- ABOUT THIS EXERCISE -
From the listing below, copy only the lines from the line that contains "let object_path = self.path.join(object_id.to_path());" to the line that contains "object header in", counting those two lines as part of the copy.

- STORED DATA -
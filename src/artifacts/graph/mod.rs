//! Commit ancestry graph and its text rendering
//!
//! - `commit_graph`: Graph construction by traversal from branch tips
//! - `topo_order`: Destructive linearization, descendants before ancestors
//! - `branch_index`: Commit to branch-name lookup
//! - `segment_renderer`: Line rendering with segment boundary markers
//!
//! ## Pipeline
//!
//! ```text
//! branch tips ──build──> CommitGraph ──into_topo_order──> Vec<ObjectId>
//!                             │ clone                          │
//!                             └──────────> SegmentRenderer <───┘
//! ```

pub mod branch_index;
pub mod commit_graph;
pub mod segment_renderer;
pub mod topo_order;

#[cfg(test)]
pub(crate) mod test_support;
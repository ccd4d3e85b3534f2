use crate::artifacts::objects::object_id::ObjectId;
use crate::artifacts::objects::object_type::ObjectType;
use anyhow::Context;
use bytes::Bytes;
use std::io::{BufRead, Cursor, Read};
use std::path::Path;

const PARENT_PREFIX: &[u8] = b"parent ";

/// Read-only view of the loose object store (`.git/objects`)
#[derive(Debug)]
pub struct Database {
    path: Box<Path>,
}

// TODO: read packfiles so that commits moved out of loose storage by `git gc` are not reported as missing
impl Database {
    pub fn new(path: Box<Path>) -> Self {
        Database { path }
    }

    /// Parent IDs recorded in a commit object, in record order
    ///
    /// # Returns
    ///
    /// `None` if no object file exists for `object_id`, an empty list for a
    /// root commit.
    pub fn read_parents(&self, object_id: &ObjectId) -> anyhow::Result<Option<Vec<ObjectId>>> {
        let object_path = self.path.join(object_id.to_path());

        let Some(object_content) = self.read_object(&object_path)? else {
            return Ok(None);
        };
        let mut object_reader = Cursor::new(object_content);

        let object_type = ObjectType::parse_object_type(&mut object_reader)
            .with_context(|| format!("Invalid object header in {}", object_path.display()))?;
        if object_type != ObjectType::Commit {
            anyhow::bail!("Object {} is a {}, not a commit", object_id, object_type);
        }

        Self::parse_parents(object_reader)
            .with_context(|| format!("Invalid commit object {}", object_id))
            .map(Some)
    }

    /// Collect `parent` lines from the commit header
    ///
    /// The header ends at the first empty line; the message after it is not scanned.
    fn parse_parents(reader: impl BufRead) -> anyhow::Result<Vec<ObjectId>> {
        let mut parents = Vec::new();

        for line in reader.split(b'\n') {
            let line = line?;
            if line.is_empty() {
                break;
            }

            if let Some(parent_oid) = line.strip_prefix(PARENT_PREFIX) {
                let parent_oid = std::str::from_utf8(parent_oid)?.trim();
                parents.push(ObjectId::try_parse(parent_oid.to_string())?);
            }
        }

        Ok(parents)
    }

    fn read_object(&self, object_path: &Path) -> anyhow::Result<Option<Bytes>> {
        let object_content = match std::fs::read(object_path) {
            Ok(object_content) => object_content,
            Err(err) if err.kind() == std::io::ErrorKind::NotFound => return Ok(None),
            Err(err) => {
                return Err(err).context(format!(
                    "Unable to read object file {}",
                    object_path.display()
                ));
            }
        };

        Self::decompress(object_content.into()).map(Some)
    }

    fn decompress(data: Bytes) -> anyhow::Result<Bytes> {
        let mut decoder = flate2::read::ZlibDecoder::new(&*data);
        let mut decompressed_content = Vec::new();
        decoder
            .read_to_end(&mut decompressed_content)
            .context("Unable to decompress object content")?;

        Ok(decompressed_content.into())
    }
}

* * *

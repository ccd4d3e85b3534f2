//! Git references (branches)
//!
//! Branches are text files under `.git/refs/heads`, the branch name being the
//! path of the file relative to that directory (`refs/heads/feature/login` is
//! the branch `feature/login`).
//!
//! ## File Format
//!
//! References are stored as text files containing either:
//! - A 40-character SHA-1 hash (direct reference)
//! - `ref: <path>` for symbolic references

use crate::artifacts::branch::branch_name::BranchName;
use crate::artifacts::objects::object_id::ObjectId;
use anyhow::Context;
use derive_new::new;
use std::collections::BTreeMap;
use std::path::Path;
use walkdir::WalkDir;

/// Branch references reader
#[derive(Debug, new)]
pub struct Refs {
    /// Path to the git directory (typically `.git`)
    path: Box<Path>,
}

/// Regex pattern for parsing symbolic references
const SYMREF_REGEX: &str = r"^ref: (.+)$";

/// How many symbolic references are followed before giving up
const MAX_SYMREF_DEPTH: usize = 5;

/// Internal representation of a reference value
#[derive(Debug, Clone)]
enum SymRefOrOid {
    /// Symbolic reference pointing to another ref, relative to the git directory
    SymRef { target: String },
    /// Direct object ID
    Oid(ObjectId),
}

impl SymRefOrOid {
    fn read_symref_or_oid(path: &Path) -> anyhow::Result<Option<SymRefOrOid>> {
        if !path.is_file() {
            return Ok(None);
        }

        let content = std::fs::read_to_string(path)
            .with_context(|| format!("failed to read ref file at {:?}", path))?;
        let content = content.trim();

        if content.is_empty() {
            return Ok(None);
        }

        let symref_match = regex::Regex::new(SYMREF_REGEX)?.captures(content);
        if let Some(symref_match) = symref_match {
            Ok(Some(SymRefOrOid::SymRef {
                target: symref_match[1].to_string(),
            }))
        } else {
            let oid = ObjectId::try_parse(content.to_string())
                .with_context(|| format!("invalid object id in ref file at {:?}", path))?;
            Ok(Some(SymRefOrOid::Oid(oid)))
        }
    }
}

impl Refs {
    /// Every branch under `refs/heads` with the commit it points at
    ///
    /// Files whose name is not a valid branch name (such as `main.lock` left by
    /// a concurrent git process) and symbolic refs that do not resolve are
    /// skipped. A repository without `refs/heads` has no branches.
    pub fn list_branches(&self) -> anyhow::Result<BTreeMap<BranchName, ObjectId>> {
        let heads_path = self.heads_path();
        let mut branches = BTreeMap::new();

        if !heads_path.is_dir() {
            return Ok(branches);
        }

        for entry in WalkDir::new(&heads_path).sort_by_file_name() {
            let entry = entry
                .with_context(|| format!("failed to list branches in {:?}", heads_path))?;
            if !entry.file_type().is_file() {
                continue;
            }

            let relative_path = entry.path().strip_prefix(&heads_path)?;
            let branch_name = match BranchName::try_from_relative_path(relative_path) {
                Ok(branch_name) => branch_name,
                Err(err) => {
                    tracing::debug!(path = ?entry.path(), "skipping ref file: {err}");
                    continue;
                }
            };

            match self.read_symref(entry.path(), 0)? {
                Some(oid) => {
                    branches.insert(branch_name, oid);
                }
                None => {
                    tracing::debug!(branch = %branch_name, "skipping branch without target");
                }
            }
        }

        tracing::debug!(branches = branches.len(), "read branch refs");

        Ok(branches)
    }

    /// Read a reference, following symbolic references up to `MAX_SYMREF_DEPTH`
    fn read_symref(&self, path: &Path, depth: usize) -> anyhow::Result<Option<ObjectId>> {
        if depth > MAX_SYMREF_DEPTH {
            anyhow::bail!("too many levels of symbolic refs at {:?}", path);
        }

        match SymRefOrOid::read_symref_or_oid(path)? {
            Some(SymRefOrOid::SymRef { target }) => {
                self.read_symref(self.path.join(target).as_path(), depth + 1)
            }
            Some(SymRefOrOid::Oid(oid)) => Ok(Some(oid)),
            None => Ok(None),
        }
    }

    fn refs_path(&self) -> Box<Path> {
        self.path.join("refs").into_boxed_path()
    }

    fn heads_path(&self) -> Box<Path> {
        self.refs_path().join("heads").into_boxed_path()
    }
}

- EXERCISE RESPONSE -
        let object_path = self.path.join(object_id.to_path());

        let Some(object_content) = self.read_object(&object_path)? else {
            return Ok(None);
        };
        let mut object_reader = Cursor::new(object_content);

        let object_type = ObjectType::parse_object_type(&mut object_reader)
            .with_context(|| format!("Invalid object header in {}", object_path.display()))?;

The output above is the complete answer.